I am liking this book a lot better, but really craving some musicology. Does anyone know any good sources discussing how the melodies evoke the land, in depth? Or a place we can hear them?

Redigerat: feb 6, 2012, 8:22pm

Very cool. Got to start this soon. Can we get that art on the front page somewhere?

I second Martin's request on the musical front!

feb 6, 2012, 8:38pm

I have several CDs by this Aboriginal Australian musician, collected originally for the unusual main instrument (didgeridoo):

David Hudson

Redigerat: feb 7, 2012, 12:29am

>38 LolaWalser: - that's pretty cool, but most of it not terribly traditional.

Here's something more like what Chatwin would have found:

sound only:
with video:
This one's combined with some art:

Like the painting, everything has a meaning. It's more about meaning than aesthetics. Sadly though, I don't know enough about it to elaborate.

Come to Australia, you lovely people, meet up with me on Sydney Harbour, and there we shall visit some Aboriginal buskers, who mix this kind of music with Western influences, a bit more like David Hudson above... hey! It's on You Tube!

feb 7, 2012, 12:48am

I just got the book from the library.

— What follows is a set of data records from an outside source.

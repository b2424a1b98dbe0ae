use std::env;
use std::path::PathBuf;
use std::str::FromStr;
use std::time::Duration;

use paysync_common::error::{PaysyncError, PaysyncResult};
use paysync_common::EntityKind;

#[derive(Debug, Clone, Copy, PartialEq, Eq)]
pub enum AuthMode {
    Bearer,
    Basic,
}

#[derive(Debug, Clone, Copy, PartialEq, Eq)]
pub enum SortOrder {
    Asc,
    Desc,
}

impl SortOrder {
    pub fn as_str(&self) -> &'static str {
        match self {
            Self::Asc => "asc",
            Self::Desc => "desc",
        }
    }
}

#[derive(Debug, Clone, Copy, PartialEq, Eq)]
pub enum Backoff {
    Linear,
    Exponential,
}

/// Connection settings for the payment platform API.
#[derive(Debug, Clone)]
pub struct SourceConfig {
    pub base_url: String,
    pub api_token: String,
    pub api_user: String,
    pub auth_mode: AuthMode,
    pub page_size: u32,
    pub sort: SortOrder,
    pub timeout_secs: u64,
}

#[derive(Debug, Clone)]
pub struct RetryConfig {
    pub max_attempts: u32,
    pub base_delay: Duration,
    pub max_delay: Duration,
    pub backoff: Backoff,
    pub rate_limit_cooldown: Duration,
    pub max_rate_limit_waits: u32,
    pub consecutive_error_threshold: u32,
}

#[derive(Debug, Clone)]
pub struct SyncConfig {
    pub database_url: String,
    pub source: SourceConfig,
    pub retry: RetryConfig,
    pub entities: Vec<EntityKind>,
    pub write_batch_size: usize,
    pub batch_pause: Duration,
    pub page_pause: Duration,
    pub checkpoint_path: PathBuf,
    pub checkpoint_interval_pages: u32,
    pub max_pages_per_window: u32,
    pub pagination_ceiling: u64,
    /// Raw backfill bounds; resolved to instants by the ingest service.
    pub backfill_start: Option<String>,
    pub backfill_end: Option<String>,
}

impl SyncConfig {
    /// Load configuration from environment variables.
    /// Loads `.env` file if present, then reads required vars.
    pub fn from_env() -> PaysyncResult<Self> {
        // Best-effort .env load; ignore if missing
        let _ = dotenvy::dotenv();

        let auth_mode = match get_var_or("PAYSYNC_AUTH_MODE", "bearer").to_lowercase().as_str() {
            "bearer" => AuthMode::Bearer,
            "basic" => AuthMode::Basic,
            other => {
                return Err(PaysyncError::Config(format!(
                    "invalid PAYSYNC_AUTH_MODE: {other} (expected bearer or basic)"
                )))
            }
        };
        let sort = match get_var_or("PAYSYNC_SORT", "asc").to_lowercase().as_str() {
            "asc" => SortOrder::Asc,
            "desc" => SortOrder::Desc,
            other => {
                return Err(PaysyncError::Config(format!(
                    "invalid PAYSYNC_SORT: {other} (expected asc or desc)"
                )))
            }
        };
        let backoff = match get_var_or("PAYSYNC_BACKOFF", "exponential").to_lowercase().as_str() {
            "linear" => Backoff::Linear,
            "exponential" => Backoff::Exponential,
            other => {
                return Err(PaysyncError::Config(format!(
                    "invalid PAYSYNC_BACKOFF: {other} (expected linear or exponential)"
                )))
            }
        };

        let source = SourceConfig {
            base_url: get_var("PAYSYNC_API_BASE_URL")?
                .trim_end_matches('/')
                .to_owned(),
            api_token: get_var("PAYSYNC_API_TOKEN")?,
            api_user: get_var_or("PAYSYNC_API_USER", ""),
            auth_mode,
            page_size: parse_var("PAYSYNC_PAGE_SIZE", 100)?,
            sort,
            timeout_secs: parse_var("PAYSYNC_TIMEOUT_SECS", 30)?,
        };
        if source.page_size == 0 {
            return Err(PaysyncError::Config(
                "PAYSYNC_PAGE_SIZE must be greater than zero".to_owned(),
            ));
        }

        let retry = RetryConfig {
            max_attempts: parse_var("PAYSYNC_MAX_RETRIES", 3)?,
            base_delay: Duration::from_millis(parse_var("PAYSYNC_RETRY_BASE_MS", 1000)?),
            max_delay: Duration::from_millis(parse_var("PAYSYNC_RETRY_MAX_MS", 30_000)?),
            backoff,
            rate_limit_cooldown: Duration::from_secs(parse_var(
                "PAYSYNC_RATE_LIMIT_COOLDOWN_SECS",
                60,
            )?),
            max_rate_limit_waits: parse_var("PAYSYNC_MAX_RATE_LIMIT_WAITS", 10)?,
            consecutive_error_threshold: parse_var("PAYSYNC_CONSECUTIVE_ERROR_THRESHOLD", 10)?,
        };

        let entities = match env::var("PAYSYNC_ENTITIES").ok() {
            Some(raw) => parse_entity_list(&raw)?,
            None => EntityKind::ALL.to_vec(),
        };

        Ok(Self {
            database_url: get_var("DATABASE_URL")?,
            source,
            retry,
            entities,
            write_batch_size: parse_var("PAYSYNC_WRITE_BATCH_SIZE", 50)?,
            batch_pause: Duration::from_millis(parse_var("PAYSYNC_BATCH_PAUSE_MS", 500)?),
            page_pause: Duration::from_millis(parse_var("PAYSYNC_PAGE_PAUSE_MS", 1000)?),
            checkpoint_path: PathBuf::from(get_var_or(
                "PAYSYNC_CHECKPOINT_PATH",
                ".paysync/checkpoint.json",
            )),
            checkpoint_interval_pages: parse_var("PAYSYNC_CHECKPOINT_INTERVAL_PAGES", 5)?,
            max_pages_per_window: parse_var("PAYSYNC_MAX_PAGES_PER_WINDOW", 1000)?,
            pagination_ceiling: parse_var("PAYSYNC_PAGINATION_CEILING", 10_000)?,
            backfill_start: env::var("PAYSYNC_BACKFILL_START").ok(),
            backfill_end: env::var("PAYSYNC_BACKFILL_END").ok(),
        })
    }

    pub fn is_backfill(&self) -> bool {
        self.backfill_start.is_some()
    }
}

/// Parse a comma-separated list of entity kinds.
/// Returns `Err` on unknown names or when every entry is blank.
pub fn parse_entity_list(raw: &str) -> PaysyncResult<Vec<EntityKind>> {
    let mut kinds = Vec::new();
    for part in raw.split(',').map(str::trim).filter(|s| !s.is_empty()) {
        let kind: EntityKind = part.parse()?;
        if !kinds.contains(&kind) {
            kinds.push(kind);
        }
    }

    if kinds.is_empty() {
        return Err(PaysyncError::Config(
            "PAYSYNC_ENTITIES is set but contains no entity kinds".to_owned(),
        ));
    }
    Ok(kinds)
}

fn get_var(key: &str) -> PaysyncResult<String> {
    env::var(key).map_err(|_| PaysyncError::Config(format!("{key} is required but not set")))
}

fn get_var_or(key: &str, default: &str) -> String {
    env::var(key).unwrap_or_else(|_| default.to_owned())
}

fn parse_var<T>(key: &str, default: T) -> PaysyncResult<T>
where
    T: FromStr,
    T::Err: std::fmt::Display,
{
    match env::var(key) {
        Ok(raw) => raw
            .trim()
            .parse()
            .map_err(|e| PaysyncError::Config(format!("invalid {key}: {e}"))),
        Err(_) => Ok(default),
    }
}

#[cfg(test)]
mod tests {
    use super::*;
    use std::sync::Mutex;

    static ENV_LOCK: Mutex<()> = Mutex::new(());

    const VARS: &[&str] = &[
        "DATABASE_URL",
        "PAYSYNC_API_BASE_URL",
        "PAYSYNC_API_TOKEN",
        "PAYSYNC_ENTITIES",
        "PAYSYNC_PAGE_SIZE",
        "PAYSYNC_BACKOFF",
        "PAYSYNC_AUTH_MODE",
        "PAYSYNC_BACKFILL_START",
    ];

    fn clear_env() {
        for key in VARS {
            env::remove_var(key);
        }
    }

    fn set_required() {
        env::set_var("DATABASE_URL", "postgres://localhost/paysync_test");
        env::set_var("PAYSYNC_API_BASE_URL", "https://api.example.com/v1/");
        env::set_var("PAYSYNC_API_TOKEN", "secret");
    }

    #[test]
    fn config_from_env_applies_defaults() {
        let _guard = ENV_LOCK.lock().expect("env lock poisoned");
        clear_env();
        set_required();

        let cfg = SyncConfig::from_env().expect("should parse config");
        assert_eq!(cfg.source.base_url, "https://api.example.com/v1");
        assert_eq!(cfg.source.page_size, 100);
        assert_eq!(cfg.source.auth_mode, AuthMode::Bearer);
        assert_eq!(cfg.retry.backoff, Backoff::Exponential);
        assert_eq!(cfg.retry.rate_limit_cooldown, Duration::from_secs(60));
        assert_eq!(cfg.entities.len(), 7);
        assert_eq!(cfg.pagination_ceiling, 10_000);
        assert!(!cfg.is_backfill());

        clear_env();
    }

    #[test]
    fn config_from_env_fails_without_token() {
        let _guard = ENV_LOCK.lock().expect("env lock poisoned");
        clear_env();
        set_required();
        env::remove_var("PAYSYNC_API_TOKEN");

        let err = SyncConfig::from_env().unwrap_err();
        assert!(err.to_string().contains("PAYSYNC_API_TOKEN"), "got: {err}");

        clear_env();
    }

    #[test]
    fn config_rejects_bad_numbers_and_modes() {
        let _guard = ENV_LOCK.lock().expect("env lock poisoned");
        clear_env();
        set_required();

        env::set_var("PAYSYNC_PAGE_SIZE", "lots");
        let err = SyncConfig::from_env().unwrap_err();
        assert!(err.to_string().contains("PAYSYNC_PAGE_SIZE"), "got: {err}");

        env::set_var("PAYSYNC_PAGE_SIZE", "0");
        assert!(SyncConfig::from_env().is_err());

        env::set_var("PAYSYNC_PAGE_SIZE", "25");
        env::set_var("PAYSYNC_BACKOFF", "fibonacci");
        let err = SyncConfig::from_env().unwrap_err();
        assert!(err.to_string().contains("PAYSYNC_BACKOFF"), "got: {err}");

        clear_env();
    }

    #[test]
    fn config_reads_entities_and_backfill() {
        let _guard = ENV_LOCK.lock().expect("env lock poisoned");
        clear_env();
        set_required();
        env::set_var("PAYSYNC_ENTITIES", "invoices, plans");
        env::set_var("PAYSYNC_AUTH_MODE", "BASIC");
        env::set_var("PAYSYNC_BACKFILL_START", "2025-08-01");

        let cfg = SyncConfig::from_env().expect("should parse config");
        assert_eq!(cfg.entities, vec![EntityKind::Invoice, EntityKind::Plan]);
        assert_eq!(cfg.source.auth_mode, AuthMode::Basic);
        assert_eq!(cfg.backfill_start.as_deref(), Some("2025-08-01"));
        assert!(cfg.is_backfill());

        clear_env();
    }

    #[test]
    fn entity_list_dedups_and_rejects_blank() {
        let kinds = parse_entity_list("customer, Customer ,plan").unwrap();
        assert_eq!(kinds, vec![EntityKind::Customer, EntityKind::Plan]);

        let err = parse_entity_list(" , ,").unwrap_err();
        assert!(err.to_string().contains("no entity kinds"), "got: {err}");

        assert!(parse_entity_list("customer,refund").is_err());
    }
}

Who's leading this read? Anyone know? Is it Martini? Or me? Someone else?

Here is Alice Springs:

feb 7, 2012, 1:01am

Not me! Horrors!

Alice looks like fun.

feb 7, 2012, 10:34am

I've never given it a thought before, but how would one know what's "traditional" in Aboriginal music?

feb 7, 2012, 6:09pm

Well I certainly have no expertise in the matter. The only way I can explain it is the traditional music is very earnest. And if the waily singing is there too, then you can be fairly sure it's traditional. It starts getting hybrid when there's a Western beat/rhythm, for example (not counting the two wooden sticks tapping the constant beat; that's traditional), or a superabundance of animal sounds at catchy moments.

But you'd have to ask an Aboriginal for the proper explanation.

feb 7, 2012, 6:52pm

a superabundance of animal sounds at catchy moments

Probably all Western music should have that. It'd certainly improve Mariah Carey. Or, like, the Eagles.

feb 7, 2012, 7:55pm

isn't Mariah Carey already all animal sounds?

feb 7, 2012, 8:22pm

Yeah, but more sounds, Like lions and bullfrogs.

Redigerat: feb 7, 2012, 8:30pm

Once I stop lquarling at you two, I should just add that the animal sounds I was talking about are produced through the didgeridoo, by the didgeridooist.

Like this:
or this:

Redigerat: feb 7, 2012, 9:32pm

Some geographical perspective:

Alice Springs

Redigerat: feb 7, 2012, 9:34pm

Zooming in a bit, but not too much

feb 7, 2012, 11:11pm

Wow! What's the elevation?

feb 7, 2012, 11:18pm

wikipedia tells me "about 545 metres (1791 feet)"

feb 8, 2012, 2:55am

When you fly over Australia you get 10 or 15 minutes of green at the edges followed by hours of yellows, browns & umbers. That tells you it is very large and that it is not very hospitable apart from its outer rim.